*MATERIALS PROVIDED*:
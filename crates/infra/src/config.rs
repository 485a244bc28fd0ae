//! Environment configuration.
//!
//! | Variable | Default | Meaning |
//! |----------|---------|---------|
//! | `DATABASE_URL` | `sqlite://warehouse.db?mode=rwc` | SQLite connection string |
//! | `WAREHOUSE_STORE` | `sqlite` | `sqlite` or `memory` |
//! | `BIND_ADDR` | `0.0.0.0:5000` | HTTP listen address |
//! | `LOG_FORMAT` | `json` | `json` or `pretty` |
//!
//! A `.env` file in the working directory is loaded first when present;
//! variables already set in the process environment win.

use std::net::SocketAddr;
use std::str::FromStr;

use thiserror::Error;

use stockroom_observability::LogFormat;

pub const DEFAULT_DATABASE_URL: &str = "sqlite://warehouse.db?mode=rwc";
pub const DEFAULT_BIND_ADDR: &str = "0.0.0.0:5000";

/// Which [`WarehouseStore`](crate::store::WarehouseStore) implementation backs the service.
#[derive(Debug, Copy, Clone, Default, PartialEq, Eq)]
pub enum StoreBackend {
    #[default]
    Sqlite,
    Memory,
}

impl FromStr for StoreBackend {
    type Err = ConfigError;

    fn from_str(s: &str) -> Result<Self, Self::Err> {
        match s.trim().to_ascii_lowercase().as_str() {
            "sqlite" => Ok(StoreBackend::Sqlite),
            "memory" | "in-memory" | "in_memory" => Ok(StoreBackend::Memory),
            _ => Err(ConfigError::Invalid {
                key: "WAREHOUSE_STORE",
                value: s.to_string(),
                reason: "expected `sqlite` or `memory`".to_string(),
            }),
        }
    }
}

#[derive(Debug, Clone, PartialEq, Eq, Error)]
pub enum ConfigError {
    #[error("invalid value for {key}: `{value}` ({reason})")]
    Invalid {
        key: &'static str,
        value: String,
        reason: String,
    },
    #[error("failed to load .env file: {0}")]
    DotEnv(String),
}

#[derive(Debug, Clone, PartialEq, Eq)]
pub struct AppConfig {
    pub database_url: String,
    pub store: StoreBackend,
    pub bind_addr: SocketAddr,
    pub log_format: LogFormat,
}

impl AppConfig {
    /// Load `.env` (if any), then read the process environment.
    pub fn from_env() -> Result<Self, ConfigError> {
        match dotenvy::dotenv() {
            Ok(_) => {}
            Err(e) if e.not_found() => {}
            Err(e) => return Err(ConfigError::DotEnv(e.to_string())),
        }
        Self::from_lookup(|key| std::env::var(key).ok())
    }

    /// Build a config from an arbitrary key lookup. Empty values count as unset.
    pub fn from_lookup<F>(lookup: F) -> Result<Self, ConfigError>
    where
        F: Fn(&str) -> Option<String>,
    {
        let get = |key: &str| lookup(key).filter(|v| !v.trim().is_empty());

        let database_url = get("DATABASE_URL").unwrap_or_else(|| DEFAULT_DATABASE_URL.to_string());

        let store = match get("WAREHOUSE_STORE") {
            Some(raw) => raw.parse()?,
            None => StoreBackend::default(),
        };

        let bind_raw = get("BIND_ADDR").unwrap_or_else(|| DEFAULT_BIND_ADDR.to_string());
        let bind_addr = bind_raw.trim().parse::<SocketAddr>().map_err(|e| ConfigError::Invalid {
            key: "BIND_ADDR",
            value: bind_raw.clone(),
            reason: e.to_string(),
        })?;

        let log_format = match get("LOG_FORMAT") {
            Some(raw) => raw.parse::<LogFormat>().map_err(|e| ConfigError::Invalid {
                key: "LOG_FORMAT",
                value: raw.clone(),
                reason: e.to_string(),
            })?,
            None => LogFormat::default(),
        };

        Ok(Self {
            database_url,
            store,
            bind_addr,
            log_format,
        })
    }
}
use anyhow::Context;

use stockroom_infra::AppConfig;

#[tokio::main]
async fn main() -> anyhow::Result<()> {
    let config = AppConfig::from_env().context("failed to load configuration")?;
    stockroom_observability::init(config.log_format);

    let services = stockroom_api::app::build_services(&config)
        .await
        .context("failed to open warehouse store")?;
    let app = stockroom_api::app::build_app(services).context("failed to load page templates")?;

    let listener = tokio::net::TcpListener::bind(config.bind_addr)
        .await
        .with_context(|| format!("failed to bind {}", config.bind_addr))?;

    tracing::info!(addr = %listener.local_addr()?, store = ?config.store, "listening");

    axum::serve(listener, app)
        .with_graceful_shutdown(shutdown_signal())
        .await
        .context("server error")?;

    tracing::info!("shut down");
    Ok(())
}

async fn shutdown_signal() {
    if let Err(e) = tokio::signal::ctrl_c().await {
        tracing::error!(error = %e, "failed to listen for shutdown signal");
        std::future::pending::<()>().await;
    }
}
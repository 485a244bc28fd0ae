//! Validation rules applied before any mutation reaches the store.
//!
//! Everything here is side-effect free and holds no state between calls.

use stockroom_core::{DomainError, DomainResult, EntityKind, ValueObject};

/// A warehouse name that is trimmed, non-empty and was unique among the
/// names it was checked against.
#[derive(Debug, Clone, PartialEq, Eq, Hash)]
pub struct WarehouseName(String);

impl WarehouseName {
    pub fn as_str(&self) -> &str {
        &self.0
    }

    pub fn into_inner(self) -> String {
        self.0
    }
}

impl ValueObject for WarehouseName {}

impl AsRef<str> for WarehouseName {
    fn as_ref(&self) -> &str {
        &self.0
    }
}

impl core::fmt::Display for WarehouseName {
    fn fmt(&self, f: &mut core::fmt::Formatter<'_>) -> core::fmt::Result {
        f.write_str(&self.0)
    }
}

/// Trim `raw` and check it against `existing` (case-sensitive, exact).
///
/// When validating a rename, `existing` must not contain the warehouse's own
/// current name.
pub fn validate_warehouse_name<'a, I>(raw: &str, existing: I) -> DomainResult<WarehouseName>
where
    I: IntoIterator<Item = &'a str>,
{
    let trimmed = raw.trim();
    if trimmed.is_empty() {
        return Err(DomainError::EmptyName(EntityKind::Warehouse));
    }
    if existing.into_iter().any(|n| n == trimmed) {
        return Err(DomainError::DuplicateName(trimmed.to_string()));
    }
    Ok(WarehouseName(trimmed.to_string()))
}

/// Item names are trimmed and must be non-empty; duplicates are allowed.
pub fn validate_item_name(raw: &str) -> DomainResult<String> {
    let trimmed = raw.trim();
    if trimmed.is_empty() {
        return Err(DomainError::EmptyName(EntityKind::Item));
    }
    Ok(trimmed.to_string())
}

/// Trimmed text, or the empty string when absent. Never fails.
pub fn normalize_optional_text(raw: Option<&str>) -> String {
    raw.map(str::trim).unwrap_or_default().to_string()
}

/// The shape a quantity arrived in, before parsing.
#[derive(Debug, Clone, Default, PartialEq)]
pub enum QuantityInput {
    /// The field was not supplied (or was `null`).
    #[default]
    Absent,
    /// A JSON number.
    Number(f64),
    /// Text, e.g. a form field or a JSON string.
    Text(String),
    /// Anything else (arrays, objects).
    Other,
}

impl From<f64> for QuantityInput {
    fn from(value: f64) -> Self {
        QuantityInput::Number(value)
    }
}

impl From<&str> for QuantityInput {
    fn from(value: &str) -> Self {
        QuantityInput::Text(value.to_string())
    }
}

/// Parse a quantity, falling back to `0.0` for anything unparsable.
///
/// Negative values are returned as parsed; rejecting them is the caller's
/// job (see [`ensure_non_negative`]). Non-finite values (`nan`, `inf`) count
/// as unparsable.
pub fn parse_quantity(raw: &QuantityInput) -> f64 {
    let parsed = match raw {
        QuantityInput::Number(n) => Some(*n),
        QuantityInput::Text(s) => s.trim().parse::<f64>().ok(),
        QuantityInput::Absent | QuantityInput::Other => None,
    };
    parsed.filter(|q| q.is_finite()).unwrap_or(0.0)
}

pub fn ensure_non_negative(quantity: f64) -> DomainResult<f64> {
    if quantity < 0.0 {
        return Err(DomainError::NegativeQuantity(quantity));
    }
    Ok(quantity)
}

*PROMPT*: Since only a number is wanted, please say how many lines in the data include the word "unparsable".

*EXPECTED ANSWER*: 2